Далее Аристид указывает значение христиан для мира. Они молят Бога о том, что Ему прилично дать, а им принять, и ради их знания благодеяний Божиих в мире продолжает существовать доброта. Они одни, насколько известно, близки к истине. Но если о христианах можно сказать то, что сказал автор, то возникает вопрос, почему о них так мало известно? Это объясняется тем, что они с большим старанием скрывают свои добрые дела; они стремятся быть праведными в чаянии увидеть Христа и получить от Него обетованные блага. Аристид только кратко изобразил перед императором «жизнь и истину» христиан; но кто обладает чуткостью к истина, тот несомненно почувствует величие и истинность учения нового народа. Для этого необходимо читать их писания. Это чтение, кроме того, убедит, что апологетом ничего не измышлено и сказанное им вытекает не из адвокатского искусства, но он говорит об этом, потому что верует и считает себя обязанным возвестить истину тем, которые имеют склонность к ней и ищут будущего мира (cap. 16).

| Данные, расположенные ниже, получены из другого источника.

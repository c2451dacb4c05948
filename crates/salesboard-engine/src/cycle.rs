//! The refresh-cycle state machine.
//!
//! `IDLE → CACHE_LOOKUP → {hit: DONE} | {miss: FETCHING → MERGING →
//! FILTERING → CACHED → DONE}`. Any unrecoverable failure during the cycle
//! degrades to a one-row sentinel dataset; nothing here returns an error to
//! the caller, and no retry is attempted — the next scheduled tick starts a
//! fresh cycle.

use std::sync::Arc;

use chrono::NaiveDate;
use sqlx::PgPool;

use salesboard_cache::SnapshotCache;
use salesboard_core::{AppConfig, DashboardSnapshot, SalesDataset};
use salesboard_salesmix::SalesMixClient;

use crate::aggregate::{
    bottom_n, detect_alerts, filter_zero_sales, summarize_by_brand, top_n, RankMetric, TOP_N,
};
use crate::fetch::fetch_all;

/// The single well-known cache key; each cycle fully overwrites it.
pub const CACHE_KEY: &str = "sales_data";

/// Owns everything one refresh cycle needs: the directory pool, the sales
/// API client, the cache handle, and the pipeline tunables. Constructed
/// once at startup and shared by the scheduler and the HTTP surface; holds
/// no state across cycles — the cache is the only thing that outlives one.
pub struct RefreshEngine {
    pool: PgPool,
    client: SalesMixClient,
    cache: Arc<SnapshotCache>,
    cache_ttl_secs: u64,
    fetch_concurrency: usize,
    alert_threshold: f64,
}

impl RefreshEngine {
    #[must_use]
    pub fn new(
        pool: PgPool,
        client: SalesMixClient,
        cache: Arc<SnapshotCache>,
        config: &AppConfig,
    ) -> Self {
        Self {
            pool,
            client,
            cache,
            cache_ttl_secs: config.cache_ttl_secs,
            fetch_concurrency: config.fetch_concurrency,
            alert_threshold: config.alert_threshold,
        }
    }

    /// Runs one refresh cycle for `date` and returns the filtered dataset.
    ///
    /// A cache hit short-circuits the whole pipeline. On a miss the cycle
    /// queries the directory, fans out the per-location fetches, filters
    /// zero-sales rows, and caches the result. Directory failure and an
    /// empty directory both degrade to sentinel datasets (with distinct
    /// messages); sentinel datasets are never cached, so the next tick
    /// retries from scratch.
    pub async fn run_cycle(&self, date: NaiveDate) -> SalesDataset {
        match self.cache.get::<SalesDataset>(CACHE_KEY).await {
            Ok(Some(dataset)) => {
                tracing::info!(
                    rows = dataset.len(),
                    backend = self.cache.backend_name(),
                    "serving cached dataset"
                );
                return dataset;
            }
            Ok(None) => {}
            // Fail open: a broken cache must not take the dashboard down.
            Err(e) => {
                tracing::warn!(error = %e, "cache read failed; treating as miss");
            }
        }

        let locations = match salesboard_db::list_active_locations(&self.pool).await {
            Ok(locations) if locations.is_empty() => {
                tracing::warn!("directory query returned no active locations");
                return SalesDataset::error("No active locations in directory");
            }
            Ok(locations) => locations,
            Err(e) => {
                tracing::error!(error = %e, "location directory query failed");
                return SalesDataset::error(format!("Error fetching location directory: {e}"));
            }
        };

        tracing::info!(count = locations.len(), "fetching sales for active locations");
        let rows = fetch_all(&self.client, &locations, date, self.fetch_concurrency).await;
        let dataset = filter_zero_sales(SalesDataset::new(rows));

        if dataset.has_errors() {
            tracing::warn!("cycle produced a sentinel dataset; skipping cache write");
            return dataset;
        }

        if let Err(e) = self
            .cache
            .set(CACHE_KEY, &dataset, self.cache_ttl_secs)
            .await
        {
            // Best effort: a failed write costs one cache window, nothing more.
            tracing::warn!(error = %e, "cache write failed");
        }

        dataset
    }

    /// Runs one cycle and derives the consumer-facing snapshot from it.
    pub async fn snapshot(&self, date: NaiveDate) -> DashboardSnapshot {
        let dataset = self.run_cycle(date).await;
        build_snapshot(&dataset, self.alert_threshold)
    }
}

/// Derives the full consumer contract from one dataset: brand summaries,
/// top/bottom performers, the alert feed, and the refresh line.
///
/// Sentinel datasets produce an error snapshot: empty tables, the message
/// in `error`, and an `Error occurred` refresh line.
#[must_use]
pub fn build_snapshot(dataset: &SalesDataset, alert_threshold: f64) -> DashboardSnapshot {
    if let Some(message) = dataset.first_error() {
        return DashboardSnapshot {
            brand_summaries: Vec::new(),
            top_locations: Vec::new(),
            bottom_locations: Vec::new(),
            alerts: Vec::new(),
            refreshed_at: dataset.refreshed_at,
            location_count: 0,
            refresh_line: "Error occurred".to_string(),
            error: Some(message.to_string()),
        };
    }

    DashboardSnapshot {
        brand_summaries: summarize_by_brand(dataset),
        top_locations: top_n(dataset, TOP_N, RankMetric::NetSales),
        bottom_locations: bottom_n(dataset, TOP_N, RankMetric::NetSales),
        alerts: detect_alerts(dataset, alert_threshold),
        refreshed_at: dataset.refreshed_at,
        location_count: dataset.len(),
        refresh_line: dataset.refresh_line(),
        error: None,
    }
}
//! The one directory query: active locations from `T_LOCATION`.

use sqlx::PgPool;

use salesboard_core::Location;

/// Raw row shape returned by the directory query.
#[derive(Debug, Clone, sqlx::FromRow)]
struct LocationRow {
    location_name: String,
    location_code: String,
}

/// Fetch all active locations and derive each one's brand from its name.
///
/// `Ok(vec![])` means the query succeeded and the directory has no active
/// locations — callers must not conflate that with a failed query, which
/// surfaces as `Err`.
///
/// # Errors
///
/// Returns [`sqlx::Error`] if the directory source is unreachable or the
/// query fails.
pub async fn list_active_locations(pool: &PgPool) -> Result<Vec<Location>, sqlx::Error> {
    let rows = sqlx::query_as::<_, LocationRow>(
        "SELECT LOCATION_NAME, LOCATION_CODE FROM T_LOCATION WHERE LOCATION_ACTIVE = 'Y'",
    )
    .fetch_all(pool)
    .await?;

    tracing::debug!(count = rows.len(), "retrieved active locations");

    Ok(rows
        .into_iter()
        .map(|r| Location::new(r.location_code, r.location_name))
        .collect())
}
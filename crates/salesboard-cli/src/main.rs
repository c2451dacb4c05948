use chrono::NaiveDate;
use clap::{Parser, Subcommand};

mod report;

#[derive(Debug, Parser)]
#[command(name = "salesboard-cli")]
#[command(about = "Salesboard pipeline command line interface")]
struct Cli {
    #[command(subcommand)]
    command: Commands,
}

#[derive(Debug, Subcommand)]
enum Commands {
    /// List active locations from the directory with their derived brands.
    Locations,
    /// Run one refresh cycle and print the dashboard snapshot.
    Refresh {
        /// Transaction date as dd-Mon-yy (e.g. 28-Aug-26); defaults to today.
        #[arg(long)]
        date: Option<String>,
    },
}

#[tokio::main]
async fn main() -> anyhow::Result<()> {
    dotenvy::dotenv().ok();
    tracing_subscriber::fmt::init();

    let cli = Cli::parse();
    match cli.command {
        Commands::Locations => report::print_locations().await,
        Commands::Refresh { date } => {
            let date = match date {
                Some(raw) => NaiveDate::parse_from_str(&raw, "%d-%b-%y")
                    .map_err(|e| anyhow::anyhow!("invalid --date '{raw}': {e}"))?,
                None => chrono::Utc::now().date_naive(),
            };
            report::print_snapshot(date).await
        }
    }
}
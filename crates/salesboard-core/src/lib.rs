//! Shared domain types and configuration for the salesboard pipeline.

pub mod app_config;
pub mod brands;
pub mod config;
pub mod models;

use thiserror::Error;

pub use app_config::{
    AppConfig, DEFAULT_ALERT_THRESHOLD, DEFAULT_CACHE_TTL_SECS, DEFAULT_FETCH_CONCURRENCY,
};
pub use brands::Brand;
pub use config::{load_app_config, load_app_config_from_env};
pub use models::{
    AlertEntry, BrandSummary, DashboardSnapshot, ErrorRecord, Location, SalesDataset, SalesRecord,
    SalesRow,
};

#[derive(Debug, Error)]
pub enum ConfigError {
    #[error("missing required environment variable: {0}")]
    MissingEnvVar(String),
    #[error("invalid value for environment variable {var}: {reason}")]
    InvalidEnvVar { var: String, reason: String },
}
/// API application configuration.
#[derive(Debug, Clone)]
pub struct Config {
    /// `PostgreSQL` database connection URL (contains password)
    pub database_url: SecretString,
    /// Redis connection URL (may contain password)
    pub redis_url: SecretString,
    /// IP address to bind the server to
    pub host: IpAddr,
    /// Port to listen on
    pub port: u16,
    /// Bootstrap bearer token for minting operator sessions
    pub admin_token: SecretString,
    /// eBay marketplace configuration (optional - local-only mode without it)
    pub ebay: Option<EbayConfig>,
    /// Exchange-rate provider configuration
    pub rates: RatesConfig,
    /// SMTP configuration for inventory digests (optional)
    pub smtp: Option<SmtpConfig>,
    /// Shipment job queue tuning
    pub jobs: JobsConfig,
    /// Operator session lifetime in hours
    pub session_ttl_hours: i64,
    /// Low-stock scan interval in seconds
    pub alerts_scan_secs: u64,
    /// Sentry DSN for error tracking
    pub sentry_dsn: Option<String>,
    /// Sentry environment (e.g., "development", "staging", "production")
    pub sentry_environment: Option<String>,
    /// Sentry error sample rate (0.0 to 1.0)
    pub sentry_sample_rate: f32,
    /// Sentry traces sample rate for performance monitoring (0.0 to 1.0)
    pub sentry_traces_sample_rate: f32,
    /// TLS configuration for HTTPS (optional)
    pub tls: Option<TlsConfig>,
}

/// eBay API configuration.
///
/// Implements `Debug` manually to redact the OAuth client secret.
#[derive(Clone)]
pub struct EbayConfig {
    /// API base URL (production or sandbox)
    pub api_base: String,
    /// OAuth client ID
    pub client_id: String,
    /// OAuth client secret
    pub client_secret: SecretString,
}

impl std::fmt::Debug for EbayConfig {
    fn fmt(&self, f: &mut std::fmt::Formatter<'_>) -> std::fmt::Result {
        f.debug_struct("EbayConfig")
            .field("api_base", &self.api_base)
            .field("client_id", &self.client_id)
            .field("client_secret", &"[REDACTED]")
            .finish()
    }
}

impl EbayConfig {
    fn from_env() -> Result<Option<Self>, ConfigError> {
        let client_id = get_optional_env("EBAY_CLIENT_ID");
        let client_secret = get_optional_env("EBAY_CLIENT_SECRET");

        match (client_id, client_secret) {
            (Some(id), Some(secret)) => {
                validate_secret_strength(&secret, "EBAY_CLIENT_SECRET")?;
                Ok(Some(Self {
                    api_base: validate_base_url(
                        "EBAY_API_BASE",
                        get_env_or_default("EBAY_API_BASE", DEFAULT_EBAY_API_BASE),
                    )?,
                    client_id: id,
                    client_secret: SecretString::from(secret),
                }))
            }
            (None, None) => Ok(None),
            _ => Err(ConfigError::InvalidEnvVar(
                "EBAY_*".to_string(),
                "Both EBAY_CLIENT_ID and EBAY_CLIENT_SECRET must be set together".to_string(),
            )),
        }
    }
}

Здесь Аристид в первый раз открывает, что он христианин; не без цели, конечно, он скрывал это до сих пор и самое понятие о Боге представлял как результат естественного познания: император и все читатели должны были оценить его произведение чисто объективно, — теперь он считал уже возможным обнаружить свою принадлежность к христианскому обществу. Оттенив снова, что мир продолжает существовать по молитвам христиан, а прочие народы впали в глубочайшее заблуждение, Аристид в заключение апологии настаивает, что в обвинениях против христиан необходимо видеть обращение на них тех постыдных деяний, какие совершают сами греки; христиане же праведны и святы, всегда имеют истину перед глазами, терпеливо переносят преследования, сожалеют о преследователях как о людях, не познавших истины, и молятся об их обращении. И действительно, гонители христиан обращаются к их религии, и тогда они стыдятся того, что раньше делали, и сознаются, что они делали это по Неведению. И очищает обращенный свое сердце и получает прощение своих Грехов. Поэтому пусть умолкнут языки тех, которые пустословят против христиан и поносят их; им самим полезно поклониться истинному Богу. То, что сказано устами христиан, истинно божественно, и их учение есть дверь света. Аристид заключает пожеланием, чтобы не знающие истинного Бога обратились к христианству и восприняли непреходящие слова, которые пребывают отныне и до века; они достигнут страшного суда, который будет совершен Иисусом Христом над всем человеческим родом (cap. 17).